Ungheria | László Nemes | 107 min

Saul è un sonderkommando, un prigioniero ebreo costretto a collaborare con le SS nelle operazioni di sterminio all'interno dei lager nazisti.

Nei pochi mesi di vita che gli spettano spinge i deportati, dopo averli svestiti, verso la doccia di Zyklon B, ne depreda i cadaveri prima di darli in pasto ai forni crematori, per poi disperderne le ceneri nel fiume, "carico" dopo "carico", "pezzo" dopo "pezzo", uno delle migliaia di manovali
della perfetta industria della morte messa in opera dalla Germania del Terzo Reich.

L'esordio alla regia del giovane László Nemes è il racconto dell'ossessiva ricerca di redenzione di un uomo che vuole dare dignità alla morte in un luogo d'inumano disprezzo della vita, un'opera brutale che ti costringe ad accalcarti vicino al protagonista, a sentirne il respiro, ad osservare quegli occhi spenti e lucidi, imprigionato all'interno di un claustrofobico e asfissiante 4:3.
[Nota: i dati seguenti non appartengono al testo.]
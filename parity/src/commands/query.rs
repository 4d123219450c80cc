// parity/src/commands/query.rs
//
// USE CASE: Execute a raw SQL query (ad-hoc).

use std::path::PathBuf;

use parity_core::application::engine::execute_query;

use super::{Project, render_rows};

pub async fn execute(query: String, project_dir: PathBuf, target: bool) -> anyhow::Result<()> {
    let project = Project::load(&project_dir)?;
    let store = if target {
        project.target_store().await?
    } else {
        project.source_store().await?
    };

    let table = execute_query(store.as_ref(), &query, &[]).await?;
    println!("{}", render_rows(&table));
    println!("({} rows)", table.len());
    Ok(())
}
L'orrore è sullo sfondo, sfocato o raramente palesato, ma ti assale mediante l'audio, un inferno di urla, pugni su porte, suppliche, pianti di bimbo, parlottare sommesso, ordini impartiti con rabbiosa autorità, spari e l'incessante respiro infuocato dei forni crematori, fauci voraci ingozzate con migliaia di vite interrotte.

Il figlio di Saul (Saul fia in ungherese) è il fumo dei corpi bruciati che ti appanna la vista per giorni, che ti costringe a ricordare perché brucia le pupille fino alle lacrime, perché tutto questo è successo, succede e succederà ma non deve essere dimenticato, sminuito, giustificato.

Guardatelo con le persone a voi più care e discutetene, soprattutto alla luce della deriva xenofoba che divampa nell'Italia odierna, perché l'odio si nutre del presente e solo la memoria può smascherarne i veri intenti, sbuggiardarlo, arginarlo.